The Daily Agenda for Friday, November 23
November 23rd, 2012
Today is Black Friday, the traditional start of the Christmas shopping season. Apparently the name Black Friday has two origins. In Philadelphia in the early 1960s, it referred to the gridlocked traffic that occurred as everyone rushed to the stores to take advantage of post-Thanksgiving sales. In the ’70s, economists began calling the day “Black Friday” because it was the day in which many retailers would begin to turn their profits for the year (or, go “in the black,” as opposed to remaining “in the red.”) But with the rise of online shopping, and with some stores beginning to open earlier on the evening of Thanksgiving day to get an early start on the lucrative shopping season, Black Friday may go the way of the dodo bird. For me, it already has. I’ve never seen a dodo bird, and I’ve never bothered to venture within a half-mile of a shopping mall or retail outlet on Black Friday. How about you?
TODAY IN HISTORY:
Georgia Supreme Court Strikes Down State Sodomy Law: 1998. It took twelve years for the Georgia Supreme Court to do what the U.S. Supreme Court refused to do. In 1986, the U.S. Supreme Court upheld Georgia’s sodomy law as constitutional in Bowers v. Hardwick (see Jun 30), a ruling that deeply disappointed the gay community and set back the quest to get rid of the nation’s sodomy laws by nearly two decades. But in 1998, the Georgia Supreme Court struck down that state’s law, the very law that was in question in Bowers, as a violation to the right to privacy under the state’s constitution. Unlike the 1986 case which involved a gay man who was in a consensual sexual relationship with another man, this case a heterosexual man who was accused of performing non-consensual oral sex on a niece. The jury acquitted him of the non-consensual portion of the charge due to lack of evidence, but convicted him of sodomy since Georgia, like many states, defined sodomy to include oral sex. And unlike many states, Georgia made it a crime regardless of whether it was heterosexual or homosexual. On appeal, the defense held that the statute was unconstitutional, but the state was confident. After all, the law had already been validated by the U.S. Supreme Court.
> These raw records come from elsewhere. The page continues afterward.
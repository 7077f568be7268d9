//! Matching configuration: weights, tolerances and thresholds

use bigdecimal::BigDecimal;
use serde::{Deserialize, Serialize};

use crate::types::{ReconError, ReconResult};

/// Default weight applied to the textual similarity component
pub const DEFAULT_TEXT_WEIGHT: f64 = 0.7;
/// Default bonus awarded when amounts agree within tolerance
pub const DEFAULT_AMOUNT_BONUS: f64 = 90.0;
/// Default bonus awarded when dates agree within tolerance
pub const DEFAULT_DATE_BONUS: f64 = 40.0;
/// Default composite score a candidate pair must reach to be matched
pub const DEFAULT_MATCH_THRESHOLD: f64 = 85.0;
/// Default date tolerance in days (inclusive)
pub const DEFAULT_DATE_TOLERANCE_DAYS: i64 = 2;
/// Default cap on records per input side
pub const DEFAULT_MAX_BATCH_RECORDS: usize = 50_000;

/// Tunable parameters for the composite scorer and matcher
///
/// All knobs are externally settable (see [`MatchConfig::from_env`]) so the
/// host service can adjust matching behavior without code changes. Validated
/// once per run, before any matching begins.
#[derive(Debug, Clone, PartialEq, Serialize, Deserialize)]
pub struct MatchConfig {
    /// Multiplier applied to the `[0, 100]` textual similarity
    pub text_weight: f64,
    /// Maximum amount deviation (exclusive) that still earns the amount bonus
    pub amount_tolerance: BigDecimal,
    /// Maximum date deviation in days (inclusive) that still earns the date bonus
    pub date_tolerance_days: i64,
    /// Score added when amounts agree within tolerance
    pub amount_bonus: f64,
    /// Score added when dates agree within tolerance
    pub date_bonus: f64,
    /// Minimum composite score for a pair to be considered matched
    pub match_threshold: f64,
    /// Maximum number of records accepted on either input side
    pub max_batch_records: usize,
}

impl Default for MatchConfig {
    fn default() -> Self {
        Self {
            text_weight: DEFAULT_TEXT_WEIGHT,
            amount_tolerance: BigDecimal::from(1),
            date_tolerance_days: DEFAULT_DATE_TOLERANCE_DAYS,
            amount_bonus: DEFAULT_AMOUNT_BONUS,
            date_bonus: DEFAULT_DATE_BONUS,
            match_threshold: DEFAULT_MATCH_THRESHOLD,
            max_batch_records: DEFAULT_MAX_BATCH_RECORDS,
        }
    }
}

impl MatchConfig {
    /// Highest composite score this configuration can produce
    ///
    /// Full textual similarity (100) weighted by `text_weight`, plus both
    /// bonuses. The match threshold must fall within `[0, max]`.
    pub fn max_possible_score(&self) -> f64 {
        self.text_weight * 100.0 + self.amount_bonus + self.date_bonus
    }

    /// Validate the configuration, failing fast before any matching begins
    pub fn validate(&self) -> ReconResult<()> {
        if !self.text_weight.is_finite() || self.text_weight < 0.0 {
            return Err(ReconError::Configuration(format!(
                "text_weight must be a non-negative number, got {}",
                self.text_weight
            )));
        }

        if self.amount_tolerance < BigDecimal::from(0) {
            return Err(ReconError::Configuration(format!(
                "amount_tolerance must be non-negative, got {}",
                self.amount_tolerance
            )));
        }

        if self.date_tolerance_days < 0 {
            return Err(ReconError::Configuration(format!(
                "date_tolerance_days must be non-negative, got {}",
                self.date_tolerance_days
            )));
        }

        if !self.amount_bonus.is_finite() || self.amount_bonus < 0.0 {
            return Err(ReconError::Configuration(format!(
                "amount_bonus must be a non-negative number, got {}",
                self.amount_bonus
            )));
        }

        if !self.date_bonus.is_finite() || self.date_bonus < 0.0 {
            return Err(ReconError::Configuration(format!(
                "date_bonus must be a non-negative number, got {}",
                self.date_bonus
            )));
        }

        let max = self.max_possible_score();
        if !self.match_threshold.is_finite()
            || self.match_threshold < 0.0
            || self.match_threshold > max
        {
            return Err(ReconError::Configuration(format!(
                "match_threshold must be within [0, {}], got {}",
                max, self.match_threshold
            )));
        }

        if self.max_batch_records == 0 {
            return Err(ReconError::Configuration(
                "max_batch_records must be at least 1".to_string(),
            ));
        }

        Ok(())
    }

    /// Build a configuration from `RECON_*` environment variables
    ///
    /// Unset variables keep their defaults; set but unparseable values are a
    /// configuration error. Recognized variables:
    /// `RECON_TEXT_WEIGHT`, `RECON_AMOUNT_TOLERANCE`,
    /// `RECON_DATE_TOLERANCE_DAYS`, `RECON_AMOUNT_BONUS`, `RECON_DATE_BONUS`,
    /// `RECON_MATCH_THRESHOLD`, `RECON_MAX_BATCH_RECORDS`.
    pub fn from_env() -> ReconResult<Self> {
        let mut config = Self::default();

        if let Some(value) = read_env("RECON_TEXT_WEIGHT")? {
            config.text_weight = value;
        }
        if let Some(value) = read_env("RECON_AMOUNT_TOLERANCE")? {
            config.amount_tolerance = value;
        }
        if let Some(value) = read_env("RECON_DATE_TOLERANCE_DAYS")? {
            config.date_tolerance_days = value;
        }
        if let Some(value) = read_env("RECON_AMOUNT_BONUS")? {
            config.amount_bonus = value;
        }
        if let Some(value) = read_env("RECON_DATE_BONUS")? {
            config.date_bonus = value;
        }
        if let Some(value) = read_env("RECON_MATCH_THRESHOLD")? {
            config.match_threshold = value;
        }
        if let Some(value) = read_env("RECON_MAX_BATCH_RECORDS")? {
            config.max_batch_records = value;
        }

        config.validate()?;
        Ok(config)
    }
}

/// Read and parse one environment variable, `None` when unset
fn read_env<T: std::str::FromStr>(name: &str) -> ReconResult<Option<T>> {
    match std::env::var(name) {
        Ok(raw) => raw.trim().parse::<T>().map(Some).map_err(|_| {
            ReconError::Configuration(format!("{} has unparseable value '{}'", name, raw))
        }),
        Err(_) => Ok(None),
    }
}
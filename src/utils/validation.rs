//! Validation utilities

use crate::types::{ReconError, ReconResult};

/// Validate a caller-supplied run identifier
///
/// Run identifiers are opaque tokens used as storage keys and in audit
/// trails, so they must be non-empty, bounded in length, and restricted to
/// characters safe for file names and URLs.
pub fn validate_run_id(run_id: &str) -> ReconResult<()> {
    if run_id.trim().is_empty() {
        return Err(ReconError::InvalidRunId(
            "run id cannot be empty".to_string(),
        ));
    }

    if run_id.len() > 64 {
        return Err(ReconError::InvalidRunId(
            "run id cannot exceed 64 characters".to_string(),
        ));
    }

    // Alphanumeric, dashes and underscores only (uuid-friendly)
    if !run_id
        .chars()
        .all(|c| c.is_alphanumeric() || c == '-' || c == '_')
    {
        return Err(ReconError::InvalidRunId(
            "run id can only contain alphanumeric characters, dashes, and underscores".to_string(),
        ));
    }

    Ok(())
}
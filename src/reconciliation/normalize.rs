//! Record normalization: raw ingestion rows into validated transaction records

use bigdecimal::BigDecimal;
use chrono::NaiveDate;

use crate::types::{RawRecord, RejectReason, RejectedRow, TransactionRecord};

/// Date formats accepted from ingestion sources, tried in order
///
/// ISO first, then the day-first and month-first forms commonly produced by
/// bank exports and spreadsheets.
const ACCEPTED_DATE_FORMATS: &[&str] = &["%Y-%m-%d", "%d-%m-%Y", "%d/%m/%Y", "%m/%d/%Y", "%Y/%m/%d"];

/// Normalize one raw row into a [`TransactionRecord`], or reject it
///
/// Identifier whitespace is stripped and an upper-cased copy is kept for
/// comparison; the original casing is preserved for display. A row with an
/// unparseable amount or date is rejected with a reason; rejection never
/// aborts the batch.
pub fn normalize_record(raw: &RawRecord) -> Result<TransactionRecord, RejectedRow> {
    let amount = parse_amount(&raw.amount).ok_or_else(|| RejectedRow {
        row_number: raw.row_number,
        source_id: raw.source_id.trim().to_string(),
        reason: RejectReason::InvalidAmount,
        detail: format!("unparseable amount '{}'", raw.amount.trim()),
    })?;

    let occurred_on = parse_date(&raw.date).ok_or_else(|| RejectedRow {
        row_number: raw.row_number,
        source_id: raw.source_id.trim().to_string(),
        reason: RejectReason::InvalidDate,
        detail: format!("unparseable date '{}'", raw.date.trim()),
    })?;

    Ok(TransactionRecord::new(
        raw.source_id.trim().to_string(),
        raw.description.trim().to_string(),
        amount,
        occurred_on,
    ))
}

/// Normalize a whole batch, preserving input order of the valid rows
///
/// Returns the valid records and the rejected rows; valid rows proceed to
/// matching regardless of how many siblings were rejected.
pub fn normalize_batch(rows: &[RawRecord]) -> (Vec<TransactionRecord>, Vec<RejectedRow>) {
    let mut records = Vec::with_capacity(rows.len());
    let mut rejected = Vec::new();

    for raw in rows {
        match normalize_record(raw) {
            Ok(record) => records.push(record),
            Err(row) => rejected.push(row),
        }
    }

    (records, rejected)
}

/// Parse an amount field as a signed decimal
fn parse_amount(raw: &str) -> Option<BigDecimal> {
    let trimmed = raw.trim();
    if trimmed.is_empty() {
        return None;
    }
    trimmed.parse::<BigDecimal>().ok()
}

/// Parse a date field against the accepted format list
fn parse_date(raw: &str) -> Option<NaiveDate> {
    let trimmed = raw.trim();
    if trimmed.is_empty() {
        return None;
    }
    ACCEPTED_DATE_FORMATS
        .iter()
        .find_map(|format| NaiveDate::parse_from_str(trimmed, format).ok())
}
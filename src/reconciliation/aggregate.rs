//! Conversion of matcher output into persistable outcomes and a run summary

use chrono::NaiveDateTime;

use crate::reconciliation::matcher::MatchOutcome;
use crate::types::{Disposition, ReconciliationOutcome, RunSummary};

/// Convert the matcher's record sets into one outcome per record pair/residual
///
/// Ordering is stable: matched pairs first (in matching order), then
/// unmatched bank records, then unmatched ledger records. Matched outcomes
/// carry the bank side's amount and date for audit; every outcome is stamped
/// with the same run timestamp. Scores are rounded to two decimals for
/// display and export.
pub fn aggregate(
    outcome: MatchOutcome,
    run_id: &str,
    computed_at: NaiveDateTime,
) -> (Vec<ReconciliationOutcome>, RunSummary) {
    let summary = RunSummary {
        run_id: run_id.to_string(),
        matched: outcome.matched.len(),
        unmatched_bank: outcome.unmatched_bank.len(),
        unmatched_ledger: outcome.unmatched_ledger.len(),
        computed_at,
    };

    let mut outcomes =
        Vec::with_capacity(summary.matched + summary.unmatched_bank + summary.unmatched_ledger);

    for pair in outcome.matched {
        outcomes.push(ReconciliationOutcome {
            disposition: Disposition::Matched,
            bank_reference: Some(pair.bank.source_id),
            ledger_reference: Some(pair.ledger.source_id),
            match_score: Some(round_score(pair.score)),
            amount: pair.bank.amount,
            occurred_on: pair.bank.occurred_on,
            computed_at,
        });
    }

    for record in outcome.unmatched_bank {
        outcomes.push(ReconciliationOutcome {
            disposition: Disposition::UnmatchedBank,
            bank_reference: Some(record.source_id),
            ledger_reference: None,
            match_score: None,
            amount: record.amount,
            occurred_on: record.occurred_on,
            computed_at,
        });
    }

    for record in outcome.unmatched_ledger {
        outcomes.push(ReconciliationOutcome {
            disposition: Disposition::UnmatchedLedger,
            bank_reference: None,
            ledger_reference: Some(record.source_id),
            match_score: None,
            amount: record.amount,
            occurred_on: record.occurred_on,
            computed_at,
        });
    }

    (outcomes, summary)
}

fn round_score(score: f64) -> f64 {
    (score * 100.0).round() / 100.0
}
//! Main reconciliation orchestrator coordinating normalization, matching,
//! aggregation and persistence

use tracing::info;
use uuid::Uuid;

use crate::reconciliation::aggregate::aggregate;
use crate::reconciliation::config::MatchConfig;
use crate::reconciliation::matcher::reconcile;
use crate::reconciliation::normalize::normalize_batch;
use crate::traits::*;
use crate::types::*;
use crate::utils::validation::validate_run_id;

/// Reconciliation engine tying the pipeline to a storage backend
///
/// The engine holds no state between runs beyond its configuration and the
/// storage handle, so distinct runs (distinct `run_id`s) may be executed
/// concurrently on separate engine instances sharing a storage backend.
pub struct ReconciliationEngine<S: ReconciliationStorage> {
    storage: S,
    config: MatchConfig,
    validator: Box<dyn OutcomeValidator>,
}

impl<S: ReconciliationStorage> ReconciliationEngine<S> {
    /// Create an engine with the default matching configuration
    pub fn new(storage: S) -> Self {
        Self::with_config(storage, MatchConfig::default())
    }

    /// Create an engine with an explicit matching configuration
    pub fn with_config(storage: S, config: MatchConfig) -> Self {
        Self {
            storage,
            config,
            validator: Box::new(DefaultOutcomeValidator),
        }
    }

    /// Create an engine with a custom outcome validator
    pub fn with_validator(
        storage: S,
        config: MatchConfig,
        validator: Box<dyn OutcomeValidator>,
    ) -> Self {
        Self {
            storage,
            config,
            validator,
        }
    }

    /// The active matching configuration
    pub fn config(&self) -> &MatchConfig {
        &self.config
    }

    /// Execute one reconciliation run over a pair of raw record batches
    ///
    /// When `run_id` is `None` the engine generates one. Re-running under an
    /// existing `run_id` supersedes that run's previously stored outcomes.
    /// The run either completes with a full outcome set persisted, or fails
    /// with nothing stored: configuration problems, an empty side after
    /// normalization, and oversized batches all abort before any write.
    pub async fn run(
        &mut self,
        run_id: Option<String>,
        bank_rows: &[RawRecord],
        ledger_rows: &[RawRecord],
    ) -> ReconResult<RunReport> {
        self.config.validate()?;

        let run_id = match run_id {
            Some(id) => {
                validate_run_id(&id)?;
                id
            }
            None => Uuid::new_v4().to_string(),
        };

        self.check_batch_size(BatchSide::Bank, bank_rows.len())?;
        self.check_batch_size(BatchSide::Ledger, ledger_rows.len())?;

        let (bank_records, rejected_bank) = normalize_batch(bank_rows);
        let (ledger_records, rejected_ledger) = normalize_batch(ledger_rows);

        if bank_records.is_empty() {
            return Err(ReconError::EmptyBatch(BatchSide::Bank));
        }
        if ledger_records.is_empty() {
            return Err(ReconError::EmptyBatch(BatchSide::Ledger));
        }

        let match_outcome = reconcile(bank_records, ledger_records, &self.config);

        let computed_at = chrono::Utc::now().naive_utc();
        let (outcomes, summary) = aggregate(match_outcome, &run_id, computed_at);

        for outcome in &outcomes {
            self.validator.validate_outcome(outcome)?;
        }

        self.storage.save_run(&summary, &outcomes).await?;

        info!(
            run_id = %run_id,
            matched = summary.matched,
            unmatched_bank = summary.unmatched_bank,
            unmatched_ledger = summary.unmatched_ledger,
            rejected_bank = rejected_bank.len(),
            rejected_ledger = rejected_ledger.len(),
            "reconciliation run complete"
        );

        Ok(RunReport {
            run_id,
            summary,
            outcomes,
            rejected_bank,
            rejected_ledger,
        })
    }

    /// Get the stored outcomes of a prior run
    pub async fn get_outcomes(&self, run_id: &str) -> ReconResult<Vec<ReconciliationOutcome>> {
        self.storage
            .get_outcomes(run_id)
            .await?
            .ok_or_else(|| ReconError::RunNotFound(run_id.to_string()))
    }

    /// Get the stored summary of a prior run
    pub async fn get_summary(&self, run_id: &str) -> ReconResult<RunSummary> {
        self.storage
            .get_summary(run_id)
            .await?
            .ok_or_else(|| ReconError::RunNotFound(run_id.to_string()))
    }

    /// List summaries of all stored runs, oldest first
    pub async fn list_runs(&self) -> ReconResult<Vec<RunSummary>> {
        self.storage.list_runs().await
    }

    /// Delete a stored run and its outcomes
    pub async fn delete_run(&mut self, run_id: &str) -> ReconResult<()> {
        self.storage.delete_run(run_id).await
    }

    fn check_batch_size(&self, side: BatchSide, count: usize) -> ReconResult<()> {
        if count > self.config.max_batch_records {
            return Err(ReconError::BatchTooLarge {
                side,
                count,
                limit: self.config.max_batch_records,
            });
        }
        Ok(())
    }
}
But the Georgia Supreme Court saw it differently. “While many believe that acts of sodomy, even those involving consenting adults, are morally reprehensible, this repugnance alone does not create a compelling justification for state regulation of the activity,” the court ruled in its 6-1 decision. Citing a 1905 state ruling, the state Supreme Court found that the defendant had “the right to be let alone,” a right that was more expansive than the right to privacy protected by the U.S. Constitution. “We cannot think of any other activity that reasonable persons would rank as more private and more deserving of protection from governmental interference than consensual, private, adult sexual activity,” Chief Justice Robert Benham wrote in the decision.